A 45-year-old intellectually handicapped man is admitted to your Intensive Care Unit for airway management. He was nasally intubated for evacuation of a large dental abscess, which had caused airway compromise.
(b) Within 24 hours he has become febrile, and has developed hypotension and bilateral large pleural effusions. Describe your management of these problems.
The development of a fever within 24 hours of an evacuation of a large dental abscess is not unexpected (infection/inflammation). It would be reasonable to repeat cultures (especially of blood and available sputum) but the antibiotic therapy started to cover the expected causative organisms should not need to be altered. Non-infective causes of fever are possible at this early stage but are less likely. Other sites of infection (seeded from the oral source are possible [eg. osteomyelitis, endocarditis]).
Hypotension should be treated on its merits and could be due to any of or a combination of: hypovoalemia (relative/absolute), cardiogenic (ischaemia, arrhythmia [tachy- or brady-]), obstructive (pulmonary emboli, pericardial collection, tension pneumothorax, large pleural collections) or distributive/vasodilatory (sepsis, anaphylaxis, sedation [removal of endogenous catecholamines , or direct effects]). Management depends on the specific causes but requires a systematic approach (including careful clinical examination, assessment of fluid status ± more invasive assessments [echocardiography, PA catheter or other assessment of cardiac output).

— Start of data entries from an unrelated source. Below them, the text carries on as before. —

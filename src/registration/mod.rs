//! Registration core: validation, uniqueness precheck, role record fan-out,
//! and the dual-store transaction coordinator.

pub mod coordinator;
pub mod precheck;
pub mod request;
pub mod roles;

pub use coordinator::Registrar;
pub use request::{validate, Registration, RegistrationRequest, RegistrationResponse, Role};
pub use roles::{build_role_record, RoleRecord};
//! Error types for entrysense-registrar

use std::fmt;

use thiserror::Error;

/// Which of the two credential stores an error originated from.
#[derive(Debug, Clone, Copy, PartialEq, Eq)]
pub enum StoreSide {
    /// Store A: the canonical stakeholder profile database.
    Identity,
    /// Store B: the entrysense link + role-record database.
    Access,
}

impl StoreSide {
    pub fn db_name(&self) -> &'static str {
        match self {
            StoreSide::Identity => "stakeholders",
            StoreSide::Access => "entrysense",
        }
    }
}

impl fmt::Display for StoreSide {
    fn fmt(&self, f: &mut fmt::Formatter<'_>) -> fmt::Result {
        f.write_str(self.db_name())
    }
}

#[derive(Error, Debug)]
pub enum RegistrarError {
    #[error("Invalid registration: {0}")]
    Validation(String),

    #[error("RFID {tag} is already registered in the {store} database")]
    Duplicate { tag: String, store: StoreSide },

    #[error("{0} database connection failed: {1}")]
    Connection(StoreSide, String),

    #[error("{store} insert into {table} failed: {message}")]
    Insert {
        store: StoreSide,
        table: &'static str,
        message: String,
    },

    /// The access store committed but the identity store's commit failed.
    /// Compensation has been attempted; the named link id may be orphaned.
    #[error(
        "Partial commit for RFID {tag}: entrysense committed (link id {link_id}) \
         but the stakeholders commit failed: {message}. Compensation was attempted; \
         verify link id {link_id} manually."
    )]
    PartialCommit {
        tag: String,
        link_id: i64,
        message: String,
    },

    #[error("IO error: {0}")]
    Io(#[from] std::io::Error),

    #[error("Internal error: {0}")]
    Internal(String),
}

impl RegistrarError {
    /// Map a failed insert on a tag column, treating a uniqueness-constraint
    /// violation as the authoritative duplicate signal (the precheck is
    /// advisory only). Only valid for the inserts keyed by the tag itself;
    /// other tables use [`RegistrarError::insert_failure`].
    pub fn from_insert(
        store: StoreSide,
        table: &'static str,
        tag: &str,
        err: rusqlite::Error,
    ) -> Self {
        if let rusqlite::Error::SqliteFailure(e, _) = &err {
            if e.code == rusqlite::ErrorCode::ConstraintViolation {
                return RegistrarError::Duplicate {
                    tag: tag.to_string(),
                    store,
                };
            }
        }
        RegistrarError::Insert {
            store,
            table,
            message: err.to_string(),
        }
    }

    /// Map a failed insert on a non-tag table. Constraint violations here
    /// are ordinary insert failures, not duplicate credentials.
    pub fn insert_failure(store: StoreSide, table: &'static str, err: rusqlite::Error) -> Self {
        RegistrarError::Insert {
            store,
            table,
            message: err.to_string(),
        }
    }
}
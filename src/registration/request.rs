//! Registration request payload and validation
//!
//! Validation happens before any store is touched; a rejected request has no
//! side effects anywhere.

use serde::{Deserialize, Serialize};

use crate::error::RegistrarError;

/// Raw registration submission, as posted by the enrollment UI
#[derive(Debug, Clone, Default, Deserialize)]
pub struct RegistrationRequest {
    /// Tag identifier read from the physical credential
    #[serde(default)]
    pub rfid: String,
    /// One of student/employee/guest, or a free-form role
    #[serde(default)]
    pub role: String,
    /// Opaque photo payload (base64 from the capture UI)
    #[serde(default)]
    pub photo: String,
    #[serde(default)]
    pub first_name: String,
    #[serde(default)]
    pub middle_initial: String,
    #[serde(default)]
    pub last_name: String,
    #[serde(default)]
    pub department: String,
    #[serde(default)]
    pub course_or_position: String,
    #[serde(default)]
    pub address: String,
    #[serde(default)]
    pub contact_number: String,
    #[serde(default)]
    pub birthdate: String,
    #[serde(default)]
    pub height: String,
    #[serde(default)]
    pub weight: String,
    #[serde(default)]
    pub gender: String,
    #[serde(default)]
    pub civil_status: String,
    #[serde(default)]
    pub emergency_contact: String,
    #[serde(default)]
    pub emergency_address: String,
}

/// Result of a register call: a flag plus a human-readable message
#[derive(Debug, Clone, Serialize)]
pub struct RegistrationResponse {
    pub success: bool,
    pub message: String,
}

impl RegistrationResponse {
    pub fn ok(message: impl Into<String>) -> Self {
        Self {
            success: true,
            message: message.into(),
        }
    }

    pub fn failed(message: impl Into<String>) -> Self {
        Self {
            success: false,
            message: message.into(),
        }
    }
}

/// Role tag on a registration. Roles outside the recognized set still
/// register (identity + link record only) but produce no role profile.
#[derive(Debug, Clone, PartialEq, Eq)]
pub enum Role {
    Student,
    Employee,
    Guest,
    Other(String),
}

impl Role {
    pub fn parse(raw: &str) -> Self {
        match raw {
            "student" => Role::Student,
            "employee" => Role::Employee,
            "guest" => Role::Guest,
            other => Role::Other(other.to_string()),
        }
    }

    /// The role string as stored in both databases
    pub fn tag(&self) -> &str {
        match self {
            Role::Student => "student",
            Role::Employee => "employee",
            Role::Guest => "guest",
            Role::Other(tag) => tag,
        }
    }
}

/// A validated, normalized registration ready for the coordinator
#[derive(Debug, Clone)]
pub struct Registration {
    pub rfid: String,
    pub role: Role,
    pub photo: String,
    pub first_name: String,
    pub middle_initial: String,
    pub last_name: String,
    pub department: String,
    pub course_or_position: String,
    pub address: String,
    pub contact_number: String,
    pub birthdate: String,
    pub height: String,
    pub weight: String,
    pub gender: String,
    pub civil_status: String,
    pub emergency_contact: String,
    pub emergency_address: String,
}

/// Validate and normalize a raw request. No store access happens here.
pub fn validate(request: RegistrationRequest) -> Result<Registration, RegistrarError> {
    let rfid = request.rfid.trim().to_string();
    if rfid.is_empty() {
        return Err(RegistrarError::Validation(
            "Missing or invalid RFID".to_string(),
        ));
    }

    let role = request.role.trim();
    if role.is_empty() {
        return Err(RegistrarError::Validation("Missing role".to_string()));
    }

    let first_name = request.first_name.trim().to_string();
    let last_name = request.last_name.trim().to_string();
    if first_name.is_empty() || last_name.is_empty() {
        return Err(RegistrarError::Validation(
            "First and last name are required".to_string(),
        ));
    }

    Ok(Registration {
        rfid,
        role: Role::parse(role),
        photo: request.photo,
        first_name,
        middle_initial: request.middle_initial.trim().to_string(),
        last_name,
        department: request.department.trim().to_string(),
        course_or_position: request.course_or_position.trim().to_string(),
        address: request.address.trim().to_string(),
        contact_number: request.contact_number.trim().to_string(),
        birthdate: request.birthdate.trim().to_string(),
        height: request.height.trim().to_string(),
        weight: request.weight.trim().to_string(),
        gender: request.gender.trim().to_string(),
        civil_status: request.civil_status.trim().to_string(),
        emergency_contact: request.emergency_contact.trim().to_string(),
        emergency_address: request.emergency_address.trim().to_string(),
    })
}

#[cfg(test)]
mod tests {
    use super::*;

    fn minimal_request() -> RegistrationRequest {
        RegistrationRequest {
            rfid: "04A1B2C3".to_string(),
            role: "student".to_string(),
            first_name: "Ana".to_string(),
            last_name: "Reyes".to_string(),
            ..Default::default()
        }
    }

    #[test]
    fn accepts_minimal_request() {
        let reg = validate(minimal_request()).unwrap();
        assert_eq!(reg.rfid, "04A1B2C3");
        assert_eq!(reg.role, Role::Student);
        assert_eq!(reg.department, "");
    }

    #[test]
    fn trims_rfid_and_names() {
        let mut req = minimal_request();
        req.rfid = "  04A1B2C3  ".to_string();
        req.first_name = " Ana ".to_string();
        let reg = validate(req).unwrap();
        assert_eq!(reg.rfid, "04A1B2C3");
        assert_eq!(reg.first_name, "Ana");
    }

    #[test]
    fn rejects_missing_rfid() {
        let mut req = minimal_request();
        req.rfid = "   ".to_string();
        assert!(matches!(
            validate(req),
            Err(RegistrarError::Validation(_))
        ));
    }

    #[test]
    fn rejects_missing_names() {
        let mut req = minimal_request();
        req.first_name = String::new();
        req.last_name = String::new();
        assert!(matches!(
            validate(req),
            Err(RegistrarError::Validation(_))
        ));
    }

    #[test]
    fn rejects_missing_role() {
        let mut req = minimal_request();
        req.role = "  ".to_string();
        assert!(matches!(
            validate(req),
            Err(RegistrarError::Validation(_))
        ));
    }

    #[test]
    fn unrecognized_role_is_kept_verbatim() {
        let mut req = minimal_request();
        req.role = "visitor".to_string();
        let reg = validate(req).unwrap();
        assert_eq!(reg.role, Role::Other("visitor".to_string()));
        assert_eq!(reg.role.tag(), "visitor");
    }
}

New, large, bilateral pleural effusions are unusual and should be confirmed on more than an Xray appearance (eg. ultrasound, CT scan). Definitive treatment would be drainage via intercostal tube insertion (which would also allow sampling of fluid to be sent for microscopy and culture, protein and electrolytes, and cytology). Specific causes to be considered can be divided into transudative (eg. congestive cardiac failure, low albumin, constrictive pericarditis, ascites) and exudative (eg. pneumonia, intra-abdominal abscesses, oesophageal rupture, chylothorax). Treatment needs to also address the underlying cause.
A systematic approach is called for.